Task requirements: Retype the entries below exactly, but begin at the line containing "pub fn can_link_static_products(&self)" and end at the last line.

Data for review:
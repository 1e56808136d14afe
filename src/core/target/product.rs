//! Product kinds.

use std::fmt;
use std::str::FromStr;

use serde::{Deserialize, Serialize};

/// The kind of artifact a target produces.
#[derive(Debug, Clone, Copy, PartialEq, Eq, Hash, PartialOrd, Ord, Serialize, Deserialize)]
#[serde(rename_all = "kebab-case")]
pub enum Product {
    /// Application bundle (.app)
    App,

    /// Dynamic framework (.framework)
    Framework,

    /// Static library (lib*.a)
    #[serde(alias = "staticLibrary")]
    StaticLibrary,

    /// Dynamic library (lib*.dylib)
    #[serde(alias = "dynamicLibrary")]
    DynamicLibrary,

    /// Static framework (.framework with a static binary)
    #[serde(alias = "staticFramework")]
    StaticFramework,

    /// Resource bundle (.bundle)
    Bundle,

    /// Unit test bundle (.xctest)
    #[serde(alias = "unitTests")]
    UnitTests,

    /// UI test bundle (.xctest)
    #[serde(alias = "uiTests")]
    UiTests,
}

impl Product {
    /// File extension of the built product, without the dot.
    pub fn extension(&self) -> &'static str {
        match self {
            Product::App => "app",
            Product::Framework | Product::StaticFramework => "framework",
            Product::StaticLibrary => "a",
            Product::DynamicLibrary => "dylib",
            Product::Bundle => "bundle",
            Product::UnitTests | Product::UiTests => "xctest",
        }
    }

    /// Prefix prepended to the target name.
    pub fn prefix(&self) -> &'static str {
        match self {
            Product::StaticLibrary | Product::DynamicLibrary => "lib",
            _ => "",
        }
    }

    /// The product name on disk, e.g. `libCore.a`.
    pub fn file_name(&self, name: &str) -> String {
        format!("{}{}.{}", self.prefix(), name, self.extension())
    }

    /// Xcode product type identifier.
    pub fn product_type(&self) -> &'static str {
        match self {
            Product::App => "com.apple.product-type.application",
            Product::Framework | Product::StaticFramework => "com.apple.product-type.framework",
            Product::StaticLibrary => "com.apple.product-type.library.static",
            Product::DynamicLibrary => "com.apple.product-type.library.dynamic",
            Product::Bundle => "com.apple.product-type.bundle",
            Product::UnitTests => "com.apple.product-type.bundle.unit-test",
            Product::UiTests => "com.apple.product-type.bundle.ui-testing",
        }
    }

    /// File type of the product reference.
    pub fn explicit_file_type(&self) -> &'static str {
        match self {
            Product::App => "wrapper.application",
            Product::Framework | Product::StaticFramework => "wrapper.framework",
            Product::StaticLibrary => "archive.ar",
            Product::DynamicLibrary => "compiled.mach-o.dylib",
            Product::Bundle | Product::UnitTests | Product::UiTests => "wrapper.cfbundle",
        }
    }

    /// Whether the product is linked statically into its dependents.
    pub fn is_static(&self) -> bool {
        matches!(self, Product::StaticLibrary | Product::StaticFramework)
    }

    /// Whether the product is a test bundle.
    pub fn is_tests_bundle(&self) -> bool {
        matches!(self, Product::UnitTests | Product::UiTests)
    }

    /// Whether the product performs a final link and so absorbs its static
    /// dependencies.
    pub fn can_link_static_products(&self) -> bool {
        matches!(
            self,
            Product::App | Product::Framework | Product::UnitTests | Product::UiTests
        )
    }

    /// Whether the product can embed dynamic frameworks.
    pub fn can_embed_frameworks(&self) -> bool {
        matches!(self, Product::App | Product::UnitTests | Product::UiTests)
    }
}

impl fmt::Display for Product {
    fn fmt(&self, f: &mut fmt::Formatter<'_>) -> fmt::Result {
        let s = match self {
            Product::App => "app",
            Product::Framework => "framework",
            Product::StaticLibrary => "static-library",
            Product::DynamicLibrary => "dynamic-library",
            Product::StaticFramework => "static-framework",
            Product::Bundle => "bundle",
            Product::UnitTests => "unit-tests",
            Product::UiTests => "ui-tests",
        };
        f.write_str(s)
    }
}

impl FromStr for Product {
    type Err = String;

    fn from_str(s: &str) -> Result<Self, Self::Err> {
        match s {
            "app" => Ok(Product::App),
            "framework" => Ok(Product::Framework),
            "static-library" | "staticLibrary" => Ok(Product::StaticLibrary),
            "dynamic-library" | "dynamicLibrary" => Ok(Product::DynamicLibrary),
            "static-framework" | "staticFramework" => Ok(Product::StaticFramework),
            "bundle" => Ok(Product::Bundle),
            "unit-tests" | "unitTests" => Ok(Product::UnitTests),
            "ui-tests" | "uiTests" => Ok(Product::UiTests),
            _ => Err(format!("unknown product `{}`", s)),
        }
    }
}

Answer box:
    pub fn can_link_static_products(&self) -> bool {
        matches!(
            self,
            Product::App | Product::Framework | Product::UnitTests | Product::UiTests
        )
    }

    /// Whether the product can embed dynamic frameworks.
    pub fn can_embed_frameworks(&self) -> bool {
        matches!(self, Product::App | Product::UnitTests | Product::UiTests)
    }
}

impl fmt::Display for Product {
    fn fmt(&self, f: &mut fmt::Formatter<'_>) -> fmt::Result {
        let s = match self {
            Product::App => "app",
            Product::Framework => "framework",
            Product::StaticLibrary => "static-library",
            Product::DynamicLibrary => "dynamic-library",
            Product::StaticFramework => "static-framework",
            Product::Bundle => "bundle",
            Product::UnitTests => "unit-tests",
            Product::UiTests => "ui-tests",
        };
        f.write_str(s)
    }
}

impl FromStr for Product {
    type Err = String;

    fn from_str(s: &str) -> Result<Self, Self::Err> {
        match s {
            "app" => Ok(Product::App),
            "framework" => Ok(Product::Framework),
            "static-library" | "staticLibrary" => Ok(Product::StaticLibrary),
            "dynamic-library" | "dynamicLibrary" => Ok(Product::DynamicLibrary),
            "static-framework" | "staticFramework" => Ok(Product::StaticFramework),
            "bundle" => Ok(Product::Bundle),
            "unit-tests" | "unitTests" => Ok(Product::UnitTests),
            "ui-tests" | "uiTests" => Ok(Product::UiTests),
            _ => Err(format!("unknown product `{}`", s)),
        }
    }
}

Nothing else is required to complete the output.